┌─ MATERIAL SHOWN
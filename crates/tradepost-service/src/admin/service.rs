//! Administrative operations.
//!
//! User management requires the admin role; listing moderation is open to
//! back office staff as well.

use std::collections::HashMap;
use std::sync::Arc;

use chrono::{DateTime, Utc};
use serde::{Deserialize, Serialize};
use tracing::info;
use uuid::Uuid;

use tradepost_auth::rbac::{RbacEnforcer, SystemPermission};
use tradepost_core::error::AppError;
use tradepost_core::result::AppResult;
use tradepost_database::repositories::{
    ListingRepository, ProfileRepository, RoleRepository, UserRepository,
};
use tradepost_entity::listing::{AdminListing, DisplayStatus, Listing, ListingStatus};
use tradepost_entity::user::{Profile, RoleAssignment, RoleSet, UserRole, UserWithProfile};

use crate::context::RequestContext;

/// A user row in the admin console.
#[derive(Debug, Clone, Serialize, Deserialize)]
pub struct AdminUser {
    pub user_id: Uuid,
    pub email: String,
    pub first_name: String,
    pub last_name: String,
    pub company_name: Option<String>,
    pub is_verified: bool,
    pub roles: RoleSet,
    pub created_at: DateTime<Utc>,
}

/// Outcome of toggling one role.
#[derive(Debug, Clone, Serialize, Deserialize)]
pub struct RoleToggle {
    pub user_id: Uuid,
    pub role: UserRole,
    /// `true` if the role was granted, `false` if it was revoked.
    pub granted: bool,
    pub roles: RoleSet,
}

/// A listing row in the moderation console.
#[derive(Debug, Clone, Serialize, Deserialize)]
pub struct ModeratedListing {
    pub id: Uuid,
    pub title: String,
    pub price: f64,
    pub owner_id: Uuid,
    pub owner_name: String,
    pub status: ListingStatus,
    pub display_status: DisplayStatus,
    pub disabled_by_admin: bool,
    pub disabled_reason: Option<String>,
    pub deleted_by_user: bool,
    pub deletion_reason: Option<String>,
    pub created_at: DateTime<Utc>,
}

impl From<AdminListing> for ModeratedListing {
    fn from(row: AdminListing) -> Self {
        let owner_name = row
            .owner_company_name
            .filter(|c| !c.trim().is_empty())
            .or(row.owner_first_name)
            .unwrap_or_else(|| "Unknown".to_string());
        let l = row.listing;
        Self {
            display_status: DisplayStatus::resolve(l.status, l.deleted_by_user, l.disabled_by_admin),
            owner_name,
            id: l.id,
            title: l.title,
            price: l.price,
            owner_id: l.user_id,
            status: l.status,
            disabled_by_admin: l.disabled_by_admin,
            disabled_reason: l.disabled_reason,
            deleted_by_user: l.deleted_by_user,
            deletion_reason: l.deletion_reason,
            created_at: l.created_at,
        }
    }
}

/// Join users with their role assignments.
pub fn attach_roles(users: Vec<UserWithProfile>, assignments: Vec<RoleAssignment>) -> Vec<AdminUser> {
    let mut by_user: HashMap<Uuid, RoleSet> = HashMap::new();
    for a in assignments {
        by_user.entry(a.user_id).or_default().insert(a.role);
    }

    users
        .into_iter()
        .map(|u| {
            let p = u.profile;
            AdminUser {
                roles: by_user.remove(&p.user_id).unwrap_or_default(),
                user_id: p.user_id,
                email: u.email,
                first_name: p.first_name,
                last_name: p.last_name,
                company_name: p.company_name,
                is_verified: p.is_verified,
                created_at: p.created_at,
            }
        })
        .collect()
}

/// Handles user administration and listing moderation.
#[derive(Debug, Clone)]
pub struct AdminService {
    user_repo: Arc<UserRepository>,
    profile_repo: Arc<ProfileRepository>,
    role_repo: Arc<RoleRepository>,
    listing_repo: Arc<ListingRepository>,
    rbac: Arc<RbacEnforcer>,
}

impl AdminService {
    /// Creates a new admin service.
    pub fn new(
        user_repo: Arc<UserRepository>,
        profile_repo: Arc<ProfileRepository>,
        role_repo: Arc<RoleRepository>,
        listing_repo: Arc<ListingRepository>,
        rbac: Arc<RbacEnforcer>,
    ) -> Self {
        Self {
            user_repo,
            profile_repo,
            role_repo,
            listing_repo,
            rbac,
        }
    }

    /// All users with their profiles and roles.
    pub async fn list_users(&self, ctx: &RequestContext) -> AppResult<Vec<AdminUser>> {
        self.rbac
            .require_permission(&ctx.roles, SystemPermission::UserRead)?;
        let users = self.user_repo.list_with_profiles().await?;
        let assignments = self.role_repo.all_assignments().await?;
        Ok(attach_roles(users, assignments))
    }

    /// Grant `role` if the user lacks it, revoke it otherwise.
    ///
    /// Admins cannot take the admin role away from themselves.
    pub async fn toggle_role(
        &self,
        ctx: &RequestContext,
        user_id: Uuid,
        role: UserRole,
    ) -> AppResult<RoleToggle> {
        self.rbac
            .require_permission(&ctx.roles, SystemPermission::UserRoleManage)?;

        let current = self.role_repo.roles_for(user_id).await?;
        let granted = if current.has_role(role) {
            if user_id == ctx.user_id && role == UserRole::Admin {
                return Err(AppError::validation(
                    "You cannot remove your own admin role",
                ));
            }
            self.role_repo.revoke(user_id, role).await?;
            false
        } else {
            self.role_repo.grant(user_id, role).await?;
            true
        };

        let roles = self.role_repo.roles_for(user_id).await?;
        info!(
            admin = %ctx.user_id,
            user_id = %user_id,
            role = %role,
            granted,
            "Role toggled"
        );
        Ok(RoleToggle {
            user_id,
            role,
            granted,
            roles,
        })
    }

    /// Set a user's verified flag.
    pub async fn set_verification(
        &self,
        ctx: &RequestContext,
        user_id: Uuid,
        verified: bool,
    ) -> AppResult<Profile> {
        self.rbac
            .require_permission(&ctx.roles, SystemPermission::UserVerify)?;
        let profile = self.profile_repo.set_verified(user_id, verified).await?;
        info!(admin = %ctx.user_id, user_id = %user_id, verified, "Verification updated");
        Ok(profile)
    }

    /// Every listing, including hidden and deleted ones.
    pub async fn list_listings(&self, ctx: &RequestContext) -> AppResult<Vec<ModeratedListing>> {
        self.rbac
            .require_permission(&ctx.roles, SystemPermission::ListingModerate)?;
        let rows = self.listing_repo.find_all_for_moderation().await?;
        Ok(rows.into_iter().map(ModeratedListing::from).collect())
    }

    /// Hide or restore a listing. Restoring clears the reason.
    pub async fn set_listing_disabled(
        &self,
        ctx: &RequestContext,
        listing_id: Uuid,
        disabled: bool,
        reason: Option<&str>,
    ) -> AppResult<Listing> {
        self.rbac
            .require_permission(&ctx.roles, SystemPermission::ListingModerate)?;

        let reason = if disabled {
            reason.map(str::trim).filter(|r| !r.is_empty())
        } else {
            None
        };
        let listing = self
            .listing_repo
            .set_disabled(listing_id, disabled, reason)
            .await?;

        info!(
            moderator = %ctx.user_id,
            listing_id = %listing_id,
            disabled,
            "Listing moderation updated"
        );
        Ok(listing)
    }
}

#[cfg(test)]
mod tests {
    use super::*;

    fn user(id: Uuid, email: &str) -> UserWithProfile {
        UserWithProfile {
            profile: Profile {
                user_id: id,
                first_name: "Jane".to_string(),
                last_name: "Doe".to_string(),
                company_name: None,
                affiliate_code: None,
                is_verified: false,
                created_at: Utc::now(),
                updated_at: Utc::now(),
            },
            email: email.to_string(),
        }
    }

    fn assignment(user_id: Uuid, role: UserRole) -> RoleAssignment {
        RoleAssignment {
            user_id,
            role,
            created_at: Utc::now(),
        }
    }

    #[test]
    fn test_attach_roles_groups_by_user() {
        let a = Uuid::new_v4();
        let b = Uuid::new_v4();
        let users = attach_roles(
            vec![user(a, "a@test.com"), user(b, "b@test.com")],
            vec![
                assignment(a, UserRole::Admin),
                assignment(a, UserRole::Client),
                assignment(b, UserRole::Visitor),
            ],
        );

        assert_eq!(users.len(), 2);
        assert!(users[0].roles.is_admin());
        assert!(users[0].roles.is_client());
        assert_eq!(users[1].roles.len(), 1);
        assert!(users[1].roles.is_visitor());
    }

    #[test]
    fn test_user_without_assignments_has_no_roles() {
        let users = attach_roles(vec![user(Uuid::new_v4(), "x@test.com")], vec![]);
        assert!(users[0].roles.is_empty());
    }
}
└─
┌─ MATERIAL SHOWN
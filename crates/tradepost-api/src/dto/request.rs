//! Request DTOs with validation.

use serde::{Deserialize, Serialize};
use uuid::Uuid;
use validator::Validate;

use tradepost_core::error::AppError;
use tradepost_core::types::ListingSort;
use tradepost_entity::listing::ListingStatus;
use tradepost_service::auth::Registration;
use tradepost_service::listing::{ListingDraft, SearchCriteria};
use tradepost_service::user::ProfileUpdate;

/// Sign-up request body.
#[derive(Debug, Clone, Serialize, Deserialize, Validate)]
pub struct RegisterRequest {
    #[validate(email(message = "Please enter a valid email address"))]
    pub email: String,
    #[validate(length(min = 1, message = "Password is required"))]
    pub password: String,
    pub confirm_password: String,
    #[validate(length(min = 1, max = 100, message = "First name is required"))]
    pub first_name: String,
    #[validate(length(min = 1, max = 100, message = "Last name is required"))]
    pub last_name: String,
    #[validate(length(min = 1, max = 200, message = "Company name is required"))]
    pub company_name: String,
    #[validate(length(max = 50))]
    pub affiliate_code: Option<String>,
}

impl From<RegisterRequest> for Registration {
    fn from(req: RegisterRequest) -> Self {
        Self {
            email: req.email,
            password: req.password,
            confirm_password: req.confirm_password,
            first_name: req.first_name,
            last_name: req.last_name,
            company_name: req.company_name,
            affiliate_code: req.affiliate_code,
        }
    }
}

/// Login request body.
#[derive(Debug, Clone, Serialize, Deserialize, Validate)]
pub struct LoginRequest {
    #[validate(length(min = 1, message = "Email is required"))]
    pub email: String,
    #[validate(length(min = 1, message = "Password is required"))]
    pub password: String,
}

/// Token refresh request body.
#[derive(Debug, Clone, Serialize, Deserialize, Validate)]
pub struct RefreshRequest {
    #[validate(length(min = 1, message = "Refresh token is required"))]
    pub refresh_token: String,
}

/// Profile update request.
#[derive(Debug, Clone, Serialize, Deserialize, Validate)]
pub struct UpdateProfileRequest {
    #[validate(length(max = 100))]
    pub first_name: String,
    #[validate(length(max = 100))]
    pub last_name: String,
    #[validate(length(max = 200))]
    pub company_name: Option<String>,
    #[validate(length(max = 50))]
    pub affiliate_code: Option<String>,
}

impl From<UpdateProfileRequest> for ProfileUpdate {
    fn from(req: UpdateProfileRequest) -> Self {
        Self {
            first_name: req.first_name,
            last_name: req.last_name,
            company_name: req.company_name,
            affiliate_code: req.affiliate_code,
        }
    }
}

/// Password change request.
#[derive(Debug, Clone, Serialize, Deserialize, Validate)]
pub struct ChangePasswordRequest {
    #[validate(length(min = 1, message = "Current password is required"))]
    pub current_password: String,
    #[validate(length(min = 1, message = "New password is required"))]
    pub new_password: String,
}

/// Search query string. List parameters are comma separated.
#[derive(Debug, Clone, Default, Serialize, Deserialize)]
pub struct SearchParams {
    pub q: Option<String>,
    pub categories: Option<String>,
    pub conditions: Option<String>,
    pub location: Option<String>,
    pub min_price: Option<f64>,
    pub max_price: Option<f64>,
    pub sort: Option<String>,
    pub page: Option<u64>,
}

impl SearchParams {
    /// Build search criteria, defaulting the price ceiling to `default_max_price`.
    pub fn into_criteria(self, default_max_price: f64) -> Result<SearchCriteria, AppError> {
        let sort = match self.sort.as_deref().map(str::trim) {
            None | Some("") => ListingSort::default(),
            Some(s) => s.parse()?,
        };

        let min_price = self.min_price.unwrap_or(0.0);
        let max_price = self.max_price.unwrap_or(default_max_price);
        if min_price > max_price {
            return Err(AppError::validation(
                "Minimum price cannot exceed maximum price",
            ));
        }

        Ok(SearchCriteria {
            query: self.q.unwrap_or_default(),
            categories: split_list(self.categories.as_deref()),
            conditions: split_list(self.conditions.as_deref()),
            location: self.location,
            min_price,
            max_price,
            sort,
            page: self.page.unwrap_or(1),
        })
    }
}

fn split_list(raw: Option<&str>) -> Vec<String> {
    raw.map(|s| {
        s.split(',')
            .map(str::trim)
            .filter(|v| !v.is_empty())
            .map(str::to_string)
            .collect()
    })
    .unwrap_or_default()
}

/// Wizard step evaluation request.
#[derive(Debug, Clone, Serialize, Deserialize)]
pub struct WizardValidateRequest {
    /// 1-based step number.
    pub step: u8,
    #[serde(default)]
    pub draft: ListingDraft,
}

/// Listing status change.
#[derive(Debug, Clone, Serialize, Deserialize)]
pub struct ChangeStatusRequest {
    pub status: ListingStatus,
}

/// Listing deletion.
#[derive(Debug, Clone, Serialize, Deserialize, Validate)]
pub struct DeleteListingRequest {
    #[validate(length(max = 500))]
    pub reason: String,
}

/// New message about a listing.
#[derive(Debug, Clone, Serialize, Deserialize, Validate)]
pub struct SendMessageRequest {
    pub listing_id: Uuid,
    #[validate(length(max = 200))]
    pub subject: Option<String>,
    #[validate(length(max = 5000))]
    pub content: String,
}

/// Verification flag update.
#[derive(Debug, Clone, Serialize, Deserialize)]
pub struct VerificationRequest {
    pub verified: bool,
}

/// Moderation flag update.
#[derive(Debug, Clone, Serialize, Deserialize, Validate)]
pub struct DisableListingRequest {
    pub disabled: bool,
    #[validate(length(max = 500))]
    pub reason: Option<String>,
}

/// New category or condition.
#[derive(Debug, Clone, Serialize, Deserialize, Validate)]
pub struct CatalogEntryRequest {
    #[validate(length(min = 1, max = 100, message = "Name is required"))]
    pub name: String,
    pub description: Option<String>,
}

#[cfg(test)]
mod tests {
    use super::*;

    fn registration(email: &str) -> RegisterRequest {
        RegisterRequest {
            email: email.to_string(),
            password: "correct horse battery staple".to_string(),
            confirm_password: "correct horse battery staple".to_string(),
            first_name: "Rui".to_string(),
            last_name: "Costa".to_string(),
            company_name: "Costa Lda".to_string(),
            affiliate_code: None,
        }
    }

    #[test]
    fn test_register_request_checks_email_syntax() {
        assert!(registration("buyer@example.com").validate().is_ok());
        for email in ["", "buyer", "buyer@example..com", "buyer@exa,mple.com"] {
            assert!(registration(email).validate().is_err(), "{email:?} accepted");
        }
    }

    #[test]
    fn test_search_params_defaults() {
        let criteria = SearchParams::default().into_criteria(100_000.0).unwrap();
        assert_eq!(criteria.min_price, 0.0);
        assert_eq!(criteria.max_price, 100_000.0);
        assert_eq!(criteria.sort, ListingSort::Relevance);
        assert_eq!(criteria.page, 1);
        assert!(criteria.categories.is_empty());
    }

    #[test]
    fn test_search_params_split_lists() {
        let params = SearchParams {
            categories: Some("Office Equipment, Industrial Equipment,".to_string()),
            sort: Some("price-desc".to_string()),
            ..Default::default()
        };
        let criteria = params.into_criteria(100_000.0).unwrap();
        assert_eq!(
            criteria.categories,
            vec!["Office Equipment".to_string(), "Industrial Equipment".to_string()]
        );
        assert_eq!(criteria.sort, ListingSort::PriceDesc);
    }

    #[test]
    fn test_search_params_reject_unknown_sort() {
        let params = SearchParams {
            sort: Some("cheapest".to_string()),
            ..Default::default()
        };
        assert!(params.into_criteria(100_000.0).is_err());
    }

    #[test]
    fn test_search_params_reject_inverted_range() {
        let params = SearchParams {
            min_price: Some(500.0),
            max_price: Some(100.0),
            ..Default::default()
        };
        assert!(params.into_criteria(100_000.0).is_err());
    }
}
└─
┌─ MATERIAL SHOWN
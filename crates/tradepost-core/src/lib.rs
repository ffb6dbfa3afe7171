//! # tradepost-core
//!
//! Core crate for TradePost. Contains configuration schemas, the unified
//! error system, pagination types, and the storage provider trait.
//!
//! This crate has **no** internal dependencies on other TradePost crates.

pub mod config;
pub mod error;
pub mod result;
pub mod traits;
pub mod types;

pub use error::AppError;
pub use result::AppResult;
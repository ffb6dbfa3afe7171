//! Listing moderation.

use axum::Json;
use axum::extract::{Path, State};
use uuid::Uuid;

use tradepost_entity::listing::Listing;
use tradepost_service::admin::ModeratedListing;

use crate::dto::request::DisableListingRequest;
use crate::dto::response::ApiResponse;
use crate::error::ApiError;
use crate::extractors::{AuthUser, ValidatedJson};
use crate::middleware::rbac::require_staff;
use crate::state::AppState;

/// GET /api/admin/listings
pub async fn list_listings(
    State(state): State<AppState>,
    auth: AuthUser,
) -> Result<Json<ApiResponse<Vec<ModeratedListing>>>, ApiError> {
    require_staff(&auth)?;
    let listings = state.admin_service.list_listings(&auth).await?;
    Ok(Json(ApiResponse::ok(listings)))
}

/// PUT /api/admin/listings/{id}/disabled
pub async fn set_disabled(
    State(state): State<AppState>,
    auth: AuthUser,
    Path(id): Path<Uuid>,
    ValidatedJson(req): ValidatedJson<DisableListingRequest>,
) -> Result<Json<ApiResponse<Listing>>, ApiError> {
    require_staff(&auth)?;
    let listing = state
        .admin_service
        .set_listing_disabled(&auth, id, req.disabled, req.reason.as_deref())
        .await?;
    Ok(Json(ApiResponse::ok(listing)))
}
└─
■ ACTIVITY ■
Please give back, exactly as it stands above, the stretch from the line with "filename crates/tradepost-service/src/admin/service.rs" through the line with "impl From<AdminListing> for", and no line outside it.

■ TASK OUTPUT ■
filename crates/tradepost-service/src/admin/service.rs
//! Administrative operations.
//!
//! User management requires the admin role; listing moderation is open to
//! back office staff as well.

use std::collections::HashMap;
use std::sync::Arc;

use chrono::{DateTime, Utc};
use serde::{Deserialize, Serialize};
use tracing::info;
use uuid::Uuid;

use tradepost_auth::rbac::{RbacEnforcer, SystemPermission};
use tradepost_core::error::AppError;
use tradepost_core::result::AppResult;
use tradepost_database::repositories::{
    ListingRepository, ProfileRepository, RoleRepository, UserRepository,
};
use tradepost_entity::listing::{AdminListing, DisplayStatus, Listing, ListingStatus};
use tradepost_entity::user::{Profile, RoleAssignment, RoleSet, UserRole, UserWithProfile};

use crate::context::RequestContext;

/// A user row in the admin console.
#[derive(Debug, Clone, Serialize, Deserialize)]
pub struct AdminUser {
    pub user_id: Uuid,
    pub email: String,
    pub first_name: String,
    pub last_name: String,
    pub company_name: Option<String>,
    pub is_verified: bool,
    pub roles: RoleSet,
    pub created_at: DateTime<Utc>,
}

/// Outcome of toggling one role.
#[derive(Debug, Clone, Serialize, Deserialize)]
pub struct RoleToggle {
    pub user_id: Uuid,
    pub role: UserRole,
    /// `true` if the role was granted, `false` if it was revoked.
    pub granted: bool,
    pub roles: RoleSet,
}

/// A listing row in the moderation console.
#[derive(Debug, Clone, Serialize, Deserialize)]
pub struct ModeratedListing {
    pub id: Uuid,
    pub title: String,
    pub price: f64,
    pub owner_id: Uuid,
    pub owner_name: String,
    pub status: ListingStatus,
    pub display_status: DisplayStatus,
    pub disabled_by_admin: bool,
    pub disabled_reason: Option<String>,
    pub deleted_by_user: bool,
    pub deletion_reason: Option<String>,
    pub created_at: DateTime<Utc>,
}

impl From<AdminListing> for ModeratedListing {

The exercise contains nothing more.